この記録によると、この興玉の森の石積は、興玉神を祀る場所であることがわかります。興玉神は、二見ケ浦の夫婦岩の700メートル先の興玉神石に降り立った神で、内宮の御垣内にも祀られています。この興玉神は、猿田彦大神と考えられています。猿田彦大神は道案内の神であるとともに太陽神の性格も持ち合わせていますので、石積を介して太陽を拝んでいることと符合します。

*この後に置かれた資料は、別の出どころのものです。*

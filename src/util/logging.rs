//! Structured logging setup for stackcraft
//!
//! A `tracing` subscriber with an `EnvFilter` and a `fmt` layer, either
//! pretty console output or JSON. `RUST_LOG`, when set, takes precedence over
//! the configured level for everything but the crate's own target.
//!
//! # Example
//!
//! ```no_run
//! use stackcraft::util::logging;
//! use tracing::info;
//!
//! logging::init_from_env();
//! info!(operation = "generate", "Operation started");
//! ```

use std::env;
use std::sync::Once;
use tracing::Level;
use tracing_subscriber::{fmt, layer::SubscriberExt, util::SubscriberInitExt, EnvFilter};

/// Ensures logging is only initialized once
static INIT: Once = Once::new();

/// Dependencies that log chattily at debug level.
const NOISY_TARGETS: &[&str] = &["h2", "hyper", "hyper_util", "bollard", "tower_http"];

#[derive(Debug, Clone)]
pub struct LoggingConfig {
    /// Minimum log level for the stackcraft target
    pub level: Level,

    /// Emit JSON lines instead of console text
    pub use_json: bool,

    /// Include the module target (e.g., stackcraft::workspace) in logs
    pub include_target: bool,

    /// Include file and line number information
    pub include_location: bool,

    /// Include thread ID and name in logs
    pub include_thread_ids: bool,
}

impl Default for LoggingConfig {
    fn default() -> Self {
        Self {
            level: Level::INFO,
            use_json: false,
            include_target: true,
            include_location: false,
            include_thread_ids: false,
        }
    }
}

impl LoggingConfig {
    pub fn with_level(level: Level) -> Self {
        Self {
            level,
            ..Default::default()
        }
    }

    /// JSON output with location and thread metadata, for the HTTP service.
    pub fn production() -> Self {
        Self {
            level: Level::INFO,
            use_json: true,
            include_target: true,
            include_location: true,
            include_thread_ids: true,
        }
    }

    pub fn development() -> Self {
        Self {
            level: Level::DEBUG,
            ..Default::default()
        }
    }
}

/// Parses a log level, falling back to `INFO` for unrecognized input.
///
/// ```
/// use stackcraft::util::logging::parse_level;
/// use tracing::Level;
///
/// assert_eq!(parse_level("debug"), Level::DEBUG);
/// assert_eq!(parse_level("WARN"), Level::WARN);
/// assert_eq!(parse_level("chatty"), Level::INFO);
/// ```
pub fn parse_level(level_str: &str) -> Level {
    match level_str.to_lowercase().as_str() {
        "trace" => Level::TRACE,
        "debug" => Level::DEBUG,
        "info" => Level::INFO,
        "warn" => Level::WARN,
        "error" => Level::ERROR,
        _ => {
            eprintln!(
                "Invalid log level '{}', defaulting to INFO. Valid levels: trace, debug, info, warn, error",
                level_str
            );
            Level::INFO
        }
    }
}

/// Builds the filter: `RUST_LOG` directives, then the crate level, then
/// `warn` caps on noisy dependencies unless `RUST_LOG` is set.
pub fn build_filter(level: Level, rust_log_set: bool) -> EnvFilter {
    let mut filter = EnvFilter::from_default_env();
    if let Ok(directive) = format!("stackcraft={}", level).parse() {
        filter = filter.add_directive(directive);
    }
    if !rust_log_set {
        for target in NOISY_TARGETS {
            if let Ok(directive) = format!("{}=warn", target).parse() {
                filter = filter.add_directive(directive);
            }
        }
    }
    filter
}

/// Installs the global subscriber. Later calls are ignored.
pub fn init_logging(config: LoggingConfig) {
    INIT.call_once(|| {
        let filter = build_filter(config.level, env::var("RUST_LOG").is_ok());

        // try_init: a test harness may already own the global subscriber
        let result = if config.use_json {
            tracing_subscriber::registry()
                .with(filter)
                .with(
                    fmt::layer()
                        .json()
                        .with_target(config.include_target)
                        .with_file(config.include_location)
                        .with_line_number(config.include_location)
                        .with_thread_ids(config.include_thread_ids)
                        .with_thread_names(config.include_thread_ids),
                )
                .try_init()
        } else {
            tracing_subscriber::registry()
                .with(filter)
                .with(
                    fmt::layer()
                        .with_writer(std::io::stderr)
                        .with_target(config.include_target)
                        .with_file(config.include_location)
                        .with_line_number(config.include_location)
                        .with_thread_ids(config.include_thread_ids)
                        .with_thread_names(config.include_thread_ids),
                )
                .try_init()
        };
        if let Err(e) = result {
            eprintln!("Logging already initialized: {}", e);
        }
    });
}

pub fn init_default() {
    init_logging(LoggingConfig::default());
}

/// Reads `STACKCRAFT_LOG_LEVEL` and `STACKCRAFT_LOG_JSON`.
pub fn init_from_env() {
    let level_str = env::var("STACKCRAFT_LOG_LEVEL").unwrap_or_else(|_| "info".to_string());
    let use_json = env::var("STACKCRAFT_LOG_JSON")
        .ok()
        .and_then(|v| v.parse::<bool>().ok())
        .unwrap_or(false);

    init_logging(LoggingConfig {
        level: parse_level(&level_str),
        use_json,
        ..Default::default()
    });
}

#[cfg(test)]
mod tests {
    use super::*;

    #[test]
    fn test_parse_level() {
        assert_eq!(parse_level("trace"), Level::TRACE);
        assert_eq!(parse_level("Debug"), Level::DEBUG);
        assert_eq!(parse_level("INFO"), Level::INFO);
        assert_eq!(parse_level("warn"), Level::WARN);
        assert_eq!(parse_level("error"), Level::ERROR);
        assert_eq!(parse_level(""), Level::INFO);
    }

    #[test]
    fn test_presets() {
        let production = LoggingConfig::production();
        assert!(production.use_json);
        assert!(production.include_location);

        let development = LoggingConfig::development();
        assert_eq!(development.level, Level::DEBUG);
        assert!(!development.use_json);

        assert_eq!(LoggingConfig::with_level(Level::WARN).level, Level::WARN);
    }

    #[test]
    fn test_filter_caps_noisy_targets() {
        let rendered = build_filter(Level::DEBUG, false).to_string().to_lowercase();
        assert!(rendered.contains("stackcraft=debug"));
        assert!(rendered.contains("bollard=warn"));

        let rendered = build_filter(Level::INFO, true).to_string().to_lowercase();
        assert!(!rendered.contains("bollard=warn"));
    }
}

興玉の森に鎮座している皇大神宮の摂社である宇治山田神社(うじようだじんじゃ)は、山田比賣命(ようだひめのみこと)を御祭神としており、その親神である大水上御祖命(おおみなかみのみおやのみこと)と御裳乃須蘇比賣命(みものすそひめのみこと)を祭神とする那自賣神社(なじめじんじゃ)も同座しています。これらの神々は五十鈴川の水の守神です。そして、宇治山田神社は、五十鈴川の側から明治2年に現在地に再興したものです。したがって、興玉の森の本来の姿は、この石積の場所で行われていた太陽を拝む原始的な祭祀であったと考えられます。